Can someone explain what this means?
int (*data[2])[2];
views:
1190answers:
7
+21
A:
What are the parentheses for?
In C brackets [] have a higher precedence than the asterisk *
Good explanation from Wikipedia:
To declare a variable as being a pointer to an array, we must make use of parentheses. This is because in C brackets ([]) have higher precedence than the asterisk (*). So if we wish to declare a pointer to an array, we need to supply parentheses to override this:
double (*elephant)[20];
This declares that elephant is a pointer, and the type it points at is an array of 20 double values.
To declare a pointer to an array of pointers, simply combine the notations.
int *(*crocodile)[15];
And your actual case:
int (*data[2])[5];
data is an array of 2 elements. Each element contains a pointer to an array of 5 ints.

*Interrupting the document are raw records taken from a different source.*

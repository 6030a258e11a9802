//! Query compiler
//!
//! Resolves a template plus a flat parameter map into a structured
//! [`Query`]. Natural-language input is translated first; explicit
//! parameters always win over translated ones.

use crate::params::{self, Params};
use crate::template::{ParamKind, QueryTemplate, LIMIT_PARAM};
use crate::translator::Translator;
use serde::Serialize;
use serde_json::Value;
use staysearch_core::{
    AttributeKind, AttributeValue, CompositeIndex, Error, FilterCondition, Query, Result, Space, BASELINE_WEIGHT,
};
use std::sync::Arc;
use std::time::Duration;
use tracing::{debug, warn};

pub const DEFAULT_TRANSLATION_TIMEOUT: Duration = Duration::from_secs(30);

/// A compiled query together with what the translator contributed
#[derive(Debug, Clone, Serialize)]
pub struct CompiledQuery {
    pub query: Query,
    #[serde(skip_serializing_if = "Option::is_none")]
    pub natural_query: Option<String>,
    /// Translated parameters that were applied
    pub translated: Params,
}

pub struct QueryCompiler {
    translator: Option<Arc<dyn Translator>>,
    timeout: Duration,
}

impl Default for QueryCompiler {
    fn default() -> Self {
        Self::new()
    }
}

impl QueryCompiler {
    pub fn new() -> Self {
        Self {
            translator: None,
            timeout: DEFAULT_TRANSLATION_TIMEOUT,
        }
    }

    #[must_use]
    pub fn with_translator(mut self, translator: Arc<dyn Translator>) -> Self {
        self.translator = Some(translator);
        self
    }

    #[must_use]
    pub fn with_timeout(mut self, timeout: Duration) -> Self {
        self.timeout = timeout;
        self
    }

    pub fn has_translator(&self) -> bool {
        self.translator.is_some()
    }

    pub async fn compile(
        &self,
        template: &QueryTemplate,
        explicit: &Params,
        index: &CompositeIndex,
    ) -> Result<CompiledQuery> {
        for key in explicit.keys() {
            if !template.declares(key) {
                return Err(Error::InvalidParameter(format!(
                    "query '{}' has no parameter '{}'",
                    template.name, key
                )));
            }
        }

        let natural_query = match &template.natural_query {
            Some(param) => match explicit.get(param) {
                Some(v) if !params::is_absent(v) => Some(params::text(param, v)?),
                _ => None,
            },
            None => None,
        };

        let translated = match &natural_query {
            Some(text) => self.translate(template, text, explicit, index).await?,
            None => Params::new(),
        };

        let mut merged = translated.clone();
        for (key, value) in explicit {
            if !params::is_absent(value) {
                merged.insert(key.clone(), value.clone());
            }
        }

        let query = build_query(template, &merged, index)?;
        Ok(CompiledQuery {
            query,
            natural_query,
            translated,
        })
    }

    /// Ask the translator, then keep only declared, non-explicit values,
    /// coercing numeric phrases to numbers
    async fn translate(
        &self,
        template: &QueryTemplate,
        text: &str,
        explicit: &Params,
        index: &CompositeIndex,
    ) -> Result<Params> {
        let translator = self.translator.as_ref().ok_or_else(|| {
            Error::TranslationFailed("no natural-language translator is configured".to_string())
        })?;
        let specs = template.translatable_params(index);

        let raw = tokio::time::timeout(self.timeout, translator.translate(text, &specs))
            .await
            .map_err(|_| {
                Error::TranslationFailed(format!("translator timed out after {:?}", self.timeout))
            })??;

        let mut accepted = Params::new();
        for (key, value) in raw {
            let Some(spec) = specs.iter().find(|s| s.name == key) else {
                debug!("Ignoring translated value for undeclared param '{}'", key);
                continue;
            };
            if params::is_absent(&value)
                || explicit.get(&key).is_some_and(|v| !params::is_absent(v))
            {
                continue;
            }
            match spec.kind {
                ParamKind::Number => match params::loose_number(&value) {
                    Some(n) if n < 0.0 && template.is_weight_param(&key) => {
                        warn!("Dropping translated '{}': negative weight {}", key, n)
                    }
                    Some(n) => {
                        accepted.insert(key, Value::from(n));
                    }
                    None => warn!("Dropping translated '{}': no number in {}", key, value),
                },
                ParamKind::Text => {
                    let text = match value {
                        Value::String(s) => s,
                        other => other.to_string(),
                    };
                    if !spec.options.is_empty() && !spec.options.iter().any(|o| o.eq_ignore_ascii_case(&text)) {
                        warn!("Dropping translated '{}': '{}' is not an allowed option", key, text);
                        continue;
                    }
                    accepted.insert(key, Value::String(text));
                }
            }
        }
        Ok(accepted)
    }
}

So you you could have in code using your 'data' type:
int (*data[2])[5];
int x1[5];
data[0] = &x1;
data[1] = &x1;
data[2] = &x1;//<--- out of bounds, crash data has no 3rd element
int y1[10];
data[0] = &y1;//<--- compiling error, each element of data must point to an int[5] not an int[10]
Brian R. Bondy
2008-10-28 20:17:36
+8
A:
There is a very cool program called "cdecl" that you can download for Linux/Unix and probably for Windows as well. You paste in a C (or C++ if you use c++decl) variable declaration and it spells it out in simple words.
Paul Tomblin
2008-10-28 20:22:32
+1 for mentioning cdecl
sixlettervariables
2009-10-02 17:33:45
With a name like @sixlettervariables, I'm assuming you're even more old-school than me. Please tell me you remember Henry Spencer's commandments?
Paul Tomblin
2009-10-02 18:06:26
+2
A:
This Microsoft link might help. (Or it might just make your brain explode)
Mark Ransom
2008-10-28 20:25:20
A:
data[2] - an array of two integers
*data[2] - a pointer to an array of two integers
(*data[2]) - "
(*data[2])[2] - an array of 2 pointers to arrays of two integers.
Chris Becke
2008-10-28 21:30:22
Second item is not what you said. Apart from the missing type (which you have assumed to be integers), it is an array of 2 pointers to integers. The third is not C. The fourth is probably correct.
Jonathan Leffler
2008-10-28 23:43:53
Hmmm, I'm guessing maybe the quote is a ditto mark. I still think the explanation leaves something to be desired.
Jonathan Leffler
2008-10-28 23:45:25
+2
A:
If you know how to read expressions in C, then you're one step away from reading complicated declarations.
What does
char *p;
really mean? It means that *p is a char. What does
int (*data[2])[5];
mean? It means that (*data[x])[y] is an int (provided 0 <= x < 2 and 0 <= y < 5). Now, just think about what the implications of that are. data has to be... an array of 2... pointers... to arrays of 5... integers.
Don't you think that's quite elegant? All you're doing is stating the type of an expression. Once you grasp that, declarations will never intimidate you again!
The "quick rule" is to start with the variable name, scan to the right until you hit a ), go back to the variable name and scan to the left until you hit a (. Then "step out" of the pair of parentheses, and repeat the process.
Let's apply it to something ridiculous:
void **(*(*weird)[6])(char, int);
weird is a pointer to an array of 6 pointers to functions each accepting a char and an int as argument, and each returning a pointer to a pointer to void.
Now that you know what it is and how it's done... don't do it. Use typedefs to break your declarations into more manageable chunks. E.g.
typedef void **(*sillyFunction)(char, int);
sillyFunction (*weird)[6];
Artelius
2008-10-29 03:21:28
A:
Can an array be declared using two parentheses - e.g., data(2) - instead of two square brackets? e.g. data[2]
Justin Plants
2009-10-02 17:22:11
No. `data(2)` is either a function call (function named `data` with one parameter having the value `2`) or a syntax error ... or a macro invocation, in which case it might declare an array.
pmg
2009-10-02 17:28:31
A:
anyway I will fire a programmer that use such constructions without a real reason
Arabcoder
2009-10-26 18:24:23